O secretário-geral do PCP, Jerónimo de Sousa, afirmou que existe um “um Governo minoritário do PS, com o seu próprio programa”, ao qual cabe “rejeitar esse pérfido plano”, assente em “chantagens” da Europa e de PSD/CDS-PP sobre o orçamento do Estado de 2017.

“O atual quadro político traduziu-se não na formação de um Governo de esquerda, mas sim na formação e entrada em funções de um Governo minoritário do PS, com o seu próprio programa”, disse Jerónimo de Sousa, no encerramento da 40.ª Festa do “Avante!”, destacando que a nova “relação de forças” no parlamento permite ao PCP e ao PEV condicionar decisões e ser “determinantes e indispensáveis à reposição e conquista de direitos”.

Numa tarde de intenso calor, foram muitos os milhares que resistiram a um sol inquisidor para assistir no centro do recinto do Palco 25 de Abril ao comício de encerramento, com o líder do PCP a discursar durante mais de 45 minutos, acusando o PSD/CDS-PP de uma “campanha revanchista”, aliados às exigências das instituições europeias.

“(Eventuais sanções) Elas estão aí presentes, agora concentradas nas pressões e chantagem sobre o orçamento do Estado de 2017 para tentar esmagar a esperança aberta de que é possível sermos donos dos nossos destinos, decidir de forma soberana do progresso social do nosso posso e do desenvolvimento do nosso país.
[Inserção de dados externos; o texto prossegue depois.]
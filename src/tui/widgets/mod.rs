//! TUI widgets

pub mod heatmap;
pub mod help;
pub mod tooltip;
//! Runtime configuration

use std::time::Duration;

use super::{ContribError, Result};

/// Endpoint serving the `{"YYYY-MM-DD": count}` map
pub const DEFAULT_URL: &str = "https://dpg.gg/test/calendar.json";

/// HTTP request timeout in seconds
pub const DEFAULT_TIMEOUT_SECS: u64 = 10;

#[derive(Debug, Clone, PartialEq, Eq)]
pub struct Config {
    pub url: String,
    pub timeout: Duration,
}

impl Default for Config {
    fn default() -> Self {
        Self {
            url: DEFAULT_URL.to_string(),
            timeout: Duration::from_secs(DEFAULT_TIMEOUT_SECS),
        }
    }
}

impl Config {
    /// Build a validated config from raw CLI values
    pub fn new(url: impl Into<String>, timeout_secs: u64) -> Result<Self> {
        let config = Self {
            url: url.into(),
            timeout: Duration::from_secs(timeout_secs),
        };
        config.validate()?;
        Ok(config)
    }

    pub fn validate(&self) -> Result<()> {
        if !(self.url.starts_with("http://") || self.url.starts_with("https://")) {
            return Err(ContribError::Config(format!(
                "url must start with http:// or https://, got {:?}",
                self.url
            )));
        }
        if self.timeout.is_zero() {
            return Err(ContribError::Config("timeout must be non-zero".into()));
        }
        Ok(())
    }
}

#[cfg(test)]
mod tests {
    use super::*;

    #[test]
    fn test_default_config() {
        let config = Config::default();
        assert_eq!(config.url, DEFAULT_URL);
        assert_eq!(config.timeout, Duration::from_secs(10));
        assert!(config.validate().is_ok());
    }

    #[test]
    fn test_new_accepts_http_and_https() {
        assert!(Config::new("http://127.0.0.1:8080/calendar.json", 3).is_ok());
        assert!(Config::new("https://example.com/c.json", 3).is_ok());
    }

    #[test]
    fn test_new_rejects_bad_scheme() {
        let err = Config::new("ftp://example.com/c.json", 3).unwrap_err();
        assert!(matches!(err, ContribError::Config(_)));
        assert!(err.to_string().contains("http://"));
    }

    #[test]
    fn test_new_rejects_zero_timeout() {
        let err = Config::new(DEFAULT_URL, 0).unwrap_err();
        assert_eq!(err.to_string(), "config error: timeout must be non-zero");
    }
}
E é exatamente por essa razão que o Governo tem de rejeitar esse pérfido plano”, defendeu.

Apesar de salientar que a nova solução política “não substitui a necessária e cabal resposta a muitos e graves problemas” de “anos e anos de política de direita”, Jerónimo de Sousa considerou que o atual acordo governativo “permitiu travar e inverter no imediato o curso de uma ofensiva brutal e responder, ainda que de forma limitada, a problemas prementes de trabalhadores e povo”.

O líder do PCP elencou depois as diversas conquistas: “reposição de salários e 35 horas semanais na administração pública”, “eliminação da sobretaxa de IRS”, “reposição de feriados roubados”, “reversão da privatização de empresas públicas de transportes”, “aumento do salário mínimo”, entre muitas outras.
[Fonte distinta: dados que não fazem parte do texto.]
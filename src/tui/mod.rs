//! Interactive terminal UI

mod app;
pub mod theme;
pub mod widgets;

pub use app::run;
Perspetivando a discussão do próximo Orçamento do Estado, o líder comunista também aflorou algumas “bandeiras”: “luta contra a precariedade” laboral, descongelamento das carreiras na administração pública, aumento de salários, “designadamente o salário mínimo para 600 euros a partir do início do ano”, “aumento efetivo das reformas e pensões” – nunca inferior a 10 euros por mês – além da melhoria, em geral, dos serviços públicos de saúde e ensino, entre outras.

PCP solidário com bombeiros

O secretário-geral do PCP manifestou-se também solidário com o povo e bombeiros portugueses devido ao flagelo dos fogos, bem como às populações de Brasil, Venezuela e Cuba por razões políticas.
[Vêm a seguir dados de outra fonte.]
//! Week grid construction and month header spans

use std::collections::HashMap;
use std::iter::successors;

use chrono::{Datelike, NaiveDate};

use crate::types::{ContributionRecord, Grid, GridCell, MonthSpan, WeekColumn, DAYS_IN_WEEK, WEEKS};

/// Build the 51-week grid ending at `today`.
///
/// The newest column is filled from today's weekday row up to Monday, every
/// older column from Sunday up to Monday, walking one day back per cell. Rows
/// after today in the current week stay `None`. Columns are returned oldest
/// first.
pub fn build_grid(records: &[ContributionRecord], today: NaiveDate) -> Grid {
    // First record wins on duplicate dates
    let mut counts: HashMap<&str, u64> = HashMap::with_capacity(records.len());
    for record in records {
        counts.entry(record.date.as_str()).or_insert(record.count);
    }

    let mut days = successors(Some(today), |d| d.pred_opt());
    let mut start_row = today.weekday().num_days_from_monday() as usize;
    let mut grid: Grid = Vec::with_capacity(WEEKS);

    for _ in 0..WEEKS {
        let mut column: WeekColumn = [None; DAYS_IN_WEEK];
        for row in (0..=start_row).rev() {
            let Some(date) = days.next() else { break };
            let key = date.format("%Y-%m-%d").to_string();
            let count = counts.get(key.as_str()).copied().unwrap_or(0);
            column[row] = Some(GridCell { date, count });
        }
        start_row = DAYS_IN_WEEK - 1;
        grid.push(column);
    }

    grid.reverse();
    grid
}

/// Count week columns per month of their first row, in first-seen order
pub fn month_spans(columns: &[WeekColumn]) -> Vec<MonthSpan> {
    let mut spans: Vec<MonthSpan> = Vec::new();
    for column in columns {
        let Some(first) = column[0] else { continue };
        let key = first.date.format("%Y-%m").to_string();
        match spans.iter_mut().find(|span| span.key == key) {
            Some(span) => span.columns += 1,
            None => spans.push(MonthSpan { key, columns: 1 }),
        }
    }
    spans
}

/// Populated cells in traversal order (column by column, Monday first)
pub fn populated_cells(grid: &[WeekColumn]) -> impl Iterator<Item = GridCell> + '_ {
    grid.iter().flat_map(|column| column.iter().flatten().copied())
}

/// Position `(column, row)` of the newest populated cell
pub fn last_populated(grid: &[WeekColumn]) -> Option<(usize, usize)> {
    let col = grid.len().checked_sub(1)?;
    let row = grid[col].iter().rposition(Option::is_some)?;
    Some((col, row))
}

#[cfg(test)]
mod tests {
    use super::*;
    use chrono::Duration;

    fn date(y: i32, m: u32, d: u32) -> NaiveDate {
        NaiveDate::from_ymd_opt(y, m, d).unwrap()
    }

    // ========== build_grid tests ==========

    #[test]
    fn test_build_grid_dimensions() {
        let grid = build_grid(&[], date(2024, 6, 15));
        assert_eq!(grid.len(), 51);
        for column in &grid {
            assert_eq!(column.len(), 7);
        }
    }

    #[test]
    fn test_build_grid_last_cell_is_today() {
        // One date for each weekday
        for offset in 0..7 {
            let today = date(2024, 6, 10) + Duration::days(offset);
            let grid = build_grid(&[], today);
            let (col, row) = last_populated(&grid).unwrap();
            assert_eq!(col, 50);
            assert_eq!(row, today.weekday().num_days_from_monday() as usize);
            assert_eq!(grid[col][row].unwrap().date, today);
        }
    }

    #[test]
    fn test_build_grid_consecutive_days() {
        let today = date(2024, 3, 13); // Wednesday
        let grid = build_grid(&[], today);
        let cells: Vec<GridCell> = populated_cells(&grid).collect();

        for pair in cells.windows(2) {
            assert_eq!(pair[0].date + Duration::days(1), pair[1].date);
        }
        assert_eq!(cells.last().unwrap().date, today);
        // 50 full weeks plus Mon..Wed of the current one
        assert_eq!(cells.len(), 50 * 7 + 3);
    }

    #[test]
    fn test_build_grid_sunday_fills_every_slot() {
        let today = date(2024, 6, 16); // Sunday
        let grid = build_grid(&[], today);
        assert_eq!(populated_cells(&grid).count(), 357);
        assert_eq!(
            grid[0][0].unwrap().date,
            today - Duration::days(356),
            "grid spans exactly 357 days"
        );
    }

    #[test]
    fn test_build_grid_monday_leaves_placeholders() {
        let today = date(2024, 6, 10); // Monday
        let grid = build_grid(&[], today);
        let newest = &grid[50];
        assert_eq!(newest[0].unwrap().date, today);
        assert!(newest[1..].iter().all(Option::is_none));
    }

    #[test]
    fn test_build_grid_rows_are_weekdays() {
        let grid = build_grid(&[], date(2024, 6, 15));
        for column in &grid {
            for (row, cell) in column.iter().enumerate() {
                if let Some(cell) = cell {
                    assert_eq!(cell.date.weekday().num_days_from_monday() as usize, row);
                }
            }
        }
    }

    #[test]
    fn test_build_grid_counts_from_records() {
        let records = vec![
            ContributionRecord::new("2024-01-01", 5),
            ContributionRecord::new("2024-01-02", 0),
        ];
        let grid = build_grid(&records, date(2024, 1, 2));

        let find = |d: NaiveDate| populated_cells(&grid).find(|c| c.date == d).unwrap();
        assert_eq!(find(date(2024, 1, 1)).count, 5);
        assert_eq!(find(date(2024, 1, 2)).count, 0);
        assert_eq!(find(date(2023, 12, 1)).count, 0);
    }

    #[test]
    fn test_build_grid_first_duplicate_wins() {
        let records = vec![
            ContributionRecord::new("2024-01-01", 4),
            ContributionRecord::new("2024-01-01", 40),
        ];
        let grid = build_grid(&records, date(2024, 1, 1));
        assert_eq!(grid[50][0].unwrap().count, 4);
    }

    #[test]
    fn test_build_grid_ignores_malformed_dates() {
        let records = vec![
            ContributionRecord::new("2024-1-1", 9),
            ContributionRecord::new("garbage", 9),
        ];
        let grid = build_grid(&records, date(2024, 1, 1));
        assert!(populated_cells(&grid).all(|c| c.count == 0));
    }

    #[test]
    fn test_build_grid_is_deterministic() {
        let records = vec![ContributionRecord::new("2024-05-05", 12)];
        let today = date(2024, 6, 1);
        assert_eq!(build_grid(&records, today), build_grid(&records, today));
    }

    // ========== month_spans tests ==========

    #[test]
    fn test_month_spans_sum_to_week_count() {
        let grid = build_grid(&[], date(2024, 6, 15));
        let spans = month_spans(&grid);
        assert_eq!(spans.iter().map(|s| s.columns).sum::<usize>(), 51);
    }

    #[test]
    fn test_month_spans_first_seen_order() {
        let grid = build_grid(&[], date(2024, 1, 2));
        let spans = month_spans(&grid);
        let keys: Vec<&str> = spans.iter().map(|s| s.key.as_str()).collect();

        assert_eq!(keys.first(), Some(&"2023-01"));
        assert_eq!(keys.last(), Some(&"2024-01"));
        let mut sorted = keys.clone();
        sorted.sort();
        assert_eq!(keys, sorted);
    }

    #[test]
    fn test_month_spans_counts_by_first_row() {
        // Mondays 2024-01-29 and 2024-02-05 / 2024-02-12
        let today = date(2024, 2, 14);
        let grid = build_grid(&[], today);
        let spans = month_spans(&grid[48..]);
        assert_eq!(
            spans,
            vec![
                MonthSpan {
                    key: "2024-01".into(),
                    columns: 1
                },
                MonthSpan {
                    key: "2024-02".into(),
                    columns: 2
                },
            ]
        );
    }

    #[test]
    fn test_month_spans_empty() {
        assert!(month_spans(&[]).is_empty());
    }

    // ========== last_populated tests ==========

    #[test]
    fn test_last_populated_empty_grid() {
        assert_eq!(last_populated(&[]), None);
    }
}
“Manifestamos, mais uma vez, a solidariedade do PCP para com as populações atingidas e o nosso apreço pelo incansável trabalho dos nossos bombeiros e reafirmamos que o PCP não se cansará de tomar iniciativas que se impõem para assegurar, a par da ajuda imediata às populações, a exigência de outra política agrícola e de defesa da floresta”, disse Jerónimo de Sousa.

Segundo o líder comunista, “os trágicos fogos florestais deste verão são bem exemplo de anos de incúria e de uma política de desinvestimento, desastre e abandono dos setores produtivos, de ausência de uma política de desenvolvimento da agricultura e ordenamento florestal, de destruição da agricultura familiar, de abandono do desenvolvimento do mundo rural e do interior”.

Focando a atualidade internacional, o líder comunista clamou existir alternativa que “reside na luta dos muitos milhões que por esse mundo travam com coragem e determinação os duros combates da luta de classes que se agudiza”.